*** Opening of Data shown ***
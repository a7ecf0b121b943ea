//! Integration tests for the filter panel

use churnscope::pipeline::{distinct_values, filter_controls, FilterSelection};

mod common;

use common::create_churn_dataframe;

#[test]
fn test_controls_follow_presentation_order() {
    let df = create_churn_dataframe();
    let names: Vec<&str> = filter_controls(&df).iter().map(|fc| fc.name).collect();

    assert_eq!(
        names,
        vec!["cardtype", "gender", "persona", "educationtier", "demographiccluster"]
    );
}

#[test]
fn test_default_selection_is_identity() {
    let df = create_churn_dataframe();
    let selection = FilterSelection::all(&df).unwrap();

    let filtered = selection.apply(&df).unwrap();

    assert!(filtered.equals_missing(&df));
}

#[test]
fn test_selections_intersect() {
    let df = create_churn_dataframe();
    let mut selection = FilterSelection::all(&df).unwrap();
    selection.set("gender", vec!["F".to_string()]).unwrap();
    selection.set("cardtype", vec!["Blue".to_string()]).unwrap();

    let filtered = selection.apply(&df).unwrap();

    // F rows: 0, 1, 2, 6; of those Blue: 0, 2, 6
    assert_eq!(filtered.height(), 3);
    assert_eq!(distinct_values(&filtered, "gender").unwrap(), vec!["F"]);
    assert_eq!(distinct_values(&filtered, "cardtype").unwrap(), vec!["Blue"]);
}

#[test]
fn test_empty_selection_keeps_no_rows() {
    let df = create_churn_dataframe();
    let mut selection = FilterSelection::all(&df).unwrap();
    selection.set("persona", Vec::new()).unwrap();

    let filtered = selection.apply(&df).unwrap();

    assert_eq!(filtered.height(), 0);
    assert_eq!(filtered.width(), df.width());
}

#[test]
fn test_set_unknown_column_fails() {
    let df = create_churn_dataframe();
    let mut selection = FilterSelection::all(&df).unwrap();

    assert!(selection.set("tenuregroup", vec!["0-6m".to_string()]).is_err());
    assert_eq!(selection.get("tenuregroup"), None);
}

#[test]
fn test_filters_do_not_mutate_source_table() {
    let df = create_churn_dataframe();
    let mut selection = FilterSelection::all(&df).unwrap();
    selection.set("gender", vec!["M".to_string()]).unwrap();

    let _ = selection.apply(&df).unwrap();

    assert_eq!(df.height(), 8);
}
//! Session context: the ingested table every pipeline stage works from
//!
//! A session is created per upload and rebuilt from scratch on the next one.
//! Filter changes and predictions recompute from `table` each time; nothing
//! derived from it is cached.

use std::path::{Path, PathBuf};

use anyhow::Result;
use indicatif::ProgressBar;
use polars::prelude::*;

use super::dashboard::{build_dashboard, Dashboard};
use super::filter::FilterSelection;
use super::loader::{ingest_bytes, load_dataset, DatasetFormat, IngestOptions};
use super::predictor::{train_model, ChurnModel};

#[derive(Debug, Clone)]
pub struct Session {
    table: DataFrame,
    target: String,
    source: Option<PathBuf>,
}

impl Session {
    /// Ingest an upload held in memory
    pub fn from_bytes(
        bytes: Vec<u8>,
        format: DatasetFormat,
        target: &str,
        options: &IngestOptions,
    ) -> Result<Self> {
        Ok(Self {
            table: ingest_bytes(bytes, format, target, options)?,
            target: target.to_string(),
            source: None,
        })
    }

    /// Ingest a dataset file
    pub fn open(path: &Path, target: &str, options: &IngestOptions) -> Result<Self> {
        Ok(Self {
            table: load_dataset(path, target, options)?,
            target: target.to_string(),
            source: Some(path.to_path_buf()),
        })
    }

    pub fn table(&self) -> &DataFrame {
        &self.table
    }

    pub fn target(&self) -> &str {
        &self.target
    }

    pub fn source(&self) -> Option<&Path> {
        self.source.as_deref()
    }

    /// Filter selection with every value of every control selected
    pub fn default_filters(&self) -> Result<FilterSelection> {
        FilterSelection::all(&self.table)
    }

    pub fn filtered(&self, selection: &FilterSelection) -> Result<DataFrame> {
        selection.apply(&self.table)
    }

    /// Filter the session table and build the dashboard for what is left
    pub fn dashboard(&self, selection: &FilterSelection) -> Result<Dashboard> {
        let filtered = self.filtered(selection)?;
        build_dashboard(&filtered, &self.target)
    }

    /// Train a fresh model on the full, unfiltered table
    pub fn train(&self, progress: Option<&ProgressBar>) -> Result<ChurnModel> {
        train_model(&self.table, &self.target, progress)
    }
}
*** Close of Data shown ***
Task | Copy out the whole listing exactly.

Final answer |
repository a7ecf0b121b943ea
//! Integration tests for the filter panel

use churnscope::pipeline::{distinct_values, filter_controls, FilterSelection};

mod common;

use common::create_churn_dataframe;

#[test]
fn test_controls_follow_presentation_order() {
    let df = create_churn_dataframe();
    let names: Vec<&str> = filter_controls(&df).iter().map(|fc| fc.name).collect();

    assert_eq!(
        names,
        vec!["cardtype", "gender", "persona", "educationtier", "demographiccluster"]
    );
}

#[test]
fn test_default_selection_is_identity() {
    let df = create_churn_dataframe();
    let selection = FilterSelection::all(&df).unwrap();

    let filtered = selection.apply(&df).unwrap();

    assert!(filtered.equals_missing(&df));
}

#[test]
fn test_selections_intersect() {
    let df = create_churn_dataframe();
    let mut selection = FilterSelection::all(&df).unwrap();
    selection.set("gender", vec!["F".to_string()]).unwrap();
    selection.set("cardtype", vec!["Blue".to_string()]).unwrap();

    let filtered = selection.apply(&df).unwrap();

    // F rows: 0, 1, 2, 6; of those Blue: 0, 2, 6
    assert_eq!(filtered.height(), 3);
    assert_eq!(distinct_values(&filtered, "gender").unwrap(), vec!["F"]);
    assert_eq!(distinct_values(&filtered, "cardtype").unwrap(), vec!["Blue"]);
}

#[test]
fn test_empty_selection_keeps_no_rows() {
    let df = create_churn_dataframe();
    let mut selection = FilterSelection::all(&df).unwrap();
    selection.set("persona", Vec::new()).unwrap();

    let filtered = selection.apply(&df).unwrap();

    assert_eq!(filtered.height(), 0);
    assert_eq!(filtered.width(), df.width());
}

#[test]
fn test_set_unknown_column_fails() {
    let df = create_churn_dataframe();
    let mut selection = FilterSelection::all(&df).unwrap();

    assert!(selection.set("tenuregroup", vec!["0-6m".to_string()]).is_err());
    assert_eq!(selection.get("tenuregroup"), None);
}

#[test]
fn test_filters_do_not_mutate_source_table() {
    let df = create_churn_dataframe();
    let mut selection = FilterSelection::all(&df).unwrap();
    selection.set("gender", vec!["M".to_string()]).unwrap();

    let _ = selection.apply(&df).unwrap();

    assert_eq!(df.height(), 8);
}
//! Session context: the ingested table every pipeline stage works from
//!
//! A session is created per upload and rebuilt from scratch on the next one.
//! Filter changes and predictions recompute from `table` each time; nothing
//! derived from it is cached.

use std::path::{Path, PathBuf};

use anyhow::Result;
use indicatif::ProgressBar;
use polars::prelude::*;

use super::dashboard::{build_dashboard, Dashboard};
use super::filter::FilterSelection;
use super::loader::{ingest_bytes, load_dataset, DatasetFormat, IngestOptions};
use super::predictor::{train_model, ChurnModel};

#[derive(Debug, Clone)]
pub struct Session {
    table: DataFrame,
    target: String,
    source: Option<PathBuf>,
}

impl Session {
    /// Ingest an upload held in memory
    pub fn from_bytes(
        bytes: Vec<u8>,
        format: DatasetFormat,
        target: &str,
        options: &IngestOptions,
    ) -> Result<Self> {
        Ok(Self {
            table: ingest_bytes(bytes, format, target, options)?,
            target: target.to_string(),
            source: None,
        })
    }

    /// Ingest a dataset file
    pub fn open(path: &Path, target: &str, options: &IngestOptions) -> Result<Self> {
        Ok(Self {
            table: load_dataset(path, target, options)?,
            target: target.to_string(),
            source: Some(path.to_path_buf()),
        })
    }

    pub fn table(&self) -> &DataFrame {
        &self.table
    }

    pub fn target(&self) -> &str {
        &self.target
    }

    pub fn source(&self) -> Option<&Path> {
        self.source.as_deref()
    }

    /// Filter selection with every value of every control selected
    pub fn default_filters(&self) -> Result<FilterSelection> {
        FilterSelection::all(&self.table)
    }

    pub fn filtered(&self, selection: &FilterSelection) -> Result<DataFrame> {
        selection.apply(&self.table)
    }

    /// Filter the session table and build the dashboard for what is left
    pub fn dashboard(&self, selection: &FilterSelection) -> Result<Dashboard> {
        let filtered = self.filtered(selection)?;
        build_dashboard(&filtered, &self.target)
    }

    /// Train a fresh model on the full, unfiltered table
    pub fn train(&self, progress: Option<&ProgressBar>) -> Result<ChurnModel> {
        train_model(&self.table, &self.target, progress)
    }
}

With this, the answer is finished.